YOUR TASK:
Check each line of the entries below for the string "present" and state how many lines have it, with no other text.

——

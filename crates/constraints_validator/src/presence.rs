//! Presence validators: not-null and not-empty.

use crate::ConstraintValidator;
use constraints_core::{ConfigError, ConfigResult, FieldType, Value};

/// The value must be present.
#[derive(Debug, Clone, Copy, Default)]
pub struct NotNullValidator;

impl ConstraintValidator for NotNullValidator {
    fn is_valid(&self, value: &Value, _field: &str) -> ConfigResult<bool> {
        Ok(!value.is_null())
    }
}

/// The value must be present and non-empty.
///
/// Strings, lists and objects are empty when they have no characters,
/// elements or fields respectively. Other types cannot be empty and are
/// rejected at initialization when declared.
#[derive(Debug, Clone, Copy, Default)]
pub struct NotEmptyValidator;

impl ConstraintValidator for NotEmptyValidator {
    fn is_valid(&self, value: &Value, field: &str) -> ConfigResult<bool> {
        match value {
            Value::Null => Ok(false),
            Value::String(s) => Ok(!s.is_empty()),
            Value::List(items) => Ok(!items.is_empty()),
            Value::Object(record) => Ok(!record.is_empty()),
            other => Err(ConfigError::type_mismatch(
                field,
                "not_empty",
                self.expected_type(),
                other.type_name(),
            )),
        }
    }

    fn accepts(&self, field_type: &FieldType) -> bool {
        matches!(
            field_type,
            FieldType::String | FieldType::List | FieldType::Object
        )
    }

    fn expected_type(&self) -> String {
        "string, list or object".to_string()
    }
}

——

ANSWER BOX:
2